Early on, Acconci made a career out of performing mundane/magical gestures (masturbating, hair pulling, secret telling) over and over again, until they finally took on the qualities of enigmas. Robert Wilson, it could reasonably be argued, has made a career out of doing essentially the same thing, only from the other side. That is, in his work, people perform enigmatic gestures over and over again until they start to seem mundane, until you finally realize that the enigma is everywhere, all the time. Which is essentially what happens here: you come in, sit down, and while the walls slide round, someone you can no longer see plays what might be a snatch of a song. This happens over and over again, sometimes with voices, sometimes with other instruments, interrupted only by silence and darkness and a voice murmuring vaguely threatening things.
And when the whole thing finally breaks, it’s almost magic: a band, a roomful of people, coming together in a song, for God’s sake, an actual rock and roll song, the kind you sing along to at the end of the night. It happens everyday, all the time; it happens in bars and garages and dance halls and stadiums all over the world, nothing more common. Except that now, you realize that it was never really mundane, you realize that what happens all the time was an enigma all along.

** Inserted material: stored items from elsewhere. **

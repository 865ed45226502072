use axum::http::StatusCode;
use axum::response::{IntoResponse, Json, Response};
use thiserror::Error;

/// The four response classes spec.md §7 defines, realized as one enum so every
/// handler can `?`-propagate instead of building `(StatusCode, Json<..>)` pairs
/// by hand — mirrors `kaniop_k8s_util::error::Error`'s "one variant per failure
/// class" shape (SPEC_FULL.md §7).
#[derive(Error, Debug)]
pub enum ApiError {
    #[error("{0} not found")]
    NotFound(String),

    #[error("conflict: {0}")]
    Conflict(String),

    #[error("validation error: {0}")]
    Validation(String),

    #[error("store error: {0}")]
    Store(#[from] flotilla_store::StoreError),

    #[error("model error: {0}")]
    Model(#[from] flotilla_model::ModelError),

    #[error("internal error: {0}")]
    Internal(String),
}

pub type Result<T, E = ApiError> = std::result::Result<T, E>;

impl IntoResponse for ApiError {
    fn into_response(self) -> Response {
        let status = match &self {
            ApiError::NotFound(_) => StatusCode::NOT_FOUND,
            ApiError::Conflict(_) => StatusCode::CONFLICT,
            ApiError::Validation(_) => StatusCode::BAD_REQUEST,
            ApiError::Store(_) | ApiError::Model(_) | ApiError::Internal(_) => {
                StatusCode::INTERNAL_SERVER_ERROR
            }
        };
        if status.is_server_error() {
            tracing::error!(error = %self, "request failed");
        }
        (status, Json(serde_json::json!({ "error": self.to_string() }))).into_response()
    }
}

As far as the In-A-Gadda-Da-Vida thing goes, you’d have to say maybe—probably. Yes. I mean, I can’t swear that Acconci was influenced by it, but at the same time, you have to think he was. After all, anyone who grew up in the ’60s had to have heard Iron Butterfly’s drug-addled epic, just like anyone who decided to make an ordinary rock song stretch out for 45 minutes had to have thought about it. At least in passing.